■ TO DO
Among the records that follow, find each line holding the word "serde" and copy it.

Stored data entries
***
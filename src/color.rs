//! Colour helpers
//!
//! 24-bit RGB values, perceptual luminance, readable-foreground choice and the
//! alpha blend used by the font preview. All functions are pure.

use std::fmt;

use glam::DVec3;
use serde::{Deserialize, Serialize};

use crate::consts::LUMINANCE_THRESHOLD;

/// Rec. 709 luma weights over 8-bit channels
const LUMA_WEIGHTS: DVec3 = DVec3::new(0.2126, 0.7152, 0.0722);

/// A 24-bit colour, serialized as `#rrggbb`
#[derive(Debug, Clone, Copy, PartialEq, Eq, Hash, Serialize, Deserialize)]
#[serde(try_from = "String", into = "String")]
pub struct Rgb {
    pub r: u8,
    pub g: u8,
    pub b: u8,
}

impl Rgb {
    pub const BLACK: Rgb = Rgb::new(0, 0, 0);
    pub const WHITE: Rgb = Rgb::new(255, 255, 255);

    pub const fn new(r: u8, g: u8, b: u8) -> Self {
        Self { r, g, b }
    }

    /// Parse `#rrggbb` (the `#` is optional, hex digits are case-insensitive)
    pub fn parse(s: &str) -> Option<Self> {
        let hex = s.trim();
        let hex = hex.strip_prefix('#').unwrap_or(hex);
        if hex.len() != 6 || !hex.chars().all(|c| c.is_ascii_hexdigit()) {
            return None;
        }
        let channel = |i: usize| u8::from_str_radix(&hex[i..i + 2], 16).ok();
        Some(Self::new(channel(0)?, channel(2)?, channel(4)?))
    }

    /// Lowercase `#rrggbb`
    pub fn to_hex(&self) -> String {
        format!("#{:02x}{:02x}{:02x}", self.r, self.g, self.b)
    }

    fn as_dvec3(&self) -> DVec3 {
        DVec3::new(self.r as f64, self.g as f64, self.b as f64)
    }

    fn from_dvec3(v: DVec3) -> Self {
        let v = v.round().clamp(DVec3::ZERO, DVec3::splat(255.0));
        Self::new(v.x as u8, v.y as u8, v.z as u8)
    }
}

impl fmt::Display for Rgb {
    fn fmt(&self, f: &mut fmt::Formatter<'_>) -> fmt::Result {
        f.write_str(&self.to_hex())
    }
}

/// Rejected colour string
#[derive(Debug, Clone, PartialEq, Eq)]
pub struct InvalidColor(pub String);

impl fmt::Display for InvalidColor {
    fn fmt(&self, f: &mut fmt::Formatter<'_>) -> fmt::Result {
        write!(f, "invalid colour '{}', expected #rrggbb", self.0)
    }
}

impl std::error::Error for InvalidColor {}

impl TryFrom<String> for Rgb {
    type Error = InvalidColor;

    fn try_from(value: String) -> Result<Self, Self::Error> {
        Rgb::parse(&value).ok_or(InvalidColor(value))
    }
}

impl From<Rgb> for String {
    fn from(value: Rgb) -> Self {
        value.to_hex()
    }
}

/// Foreground shade picked for text drawn over a coloured background
#[derive(Debug, Clone, Copy, PartialEq, Eq)]
pub enum TextShade {
    Black,
    White,
}

impl TextShade {
    pub fn as_str(&self) -> &'static str {
        match self {
            TextShade::Black => "black",
            TextShade::White => "white",
        }
    }

    pub fn rgb(&self) -> Rgb {
        match self {
            TextShade::Black => Rgb::BLACK,
            TextShade::White => Rgb::WHITE,
        }
    }
}

/// Weighted channel sum `0.2126·R + 0.7152·G + 0.0722·B`
pub fn luminance(color: Rgb) -> f64 {
    color.as_dvec3().dot(LUMA_WEIGHTS)
}

/// Black text on bright backgrounds, white otherwise
pub fn readable_text_color(background: Rgb) -> TextShade {
    if luminance(background) > LUMINANCE_THRESHOLD {
        TextShade::Black
    } else {
        TextShade::White
    }
}

/// Composite `fg` at `alpha` (0..=255) over `bg`, rounding per channel
pub fn blend(fg: Rgb, alpha: u8, bg: Rgb) -> Rgb {
    let a = alpha as f64 / 255.0;
    Rgb::from_dvec3(bg.as_dvec3().lerp(fg.as_dvec3(), a))
}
***
■ SOLUTION
use serde::{Deserialize, Serialize};
#[serde(try_from = "String", into = "String")]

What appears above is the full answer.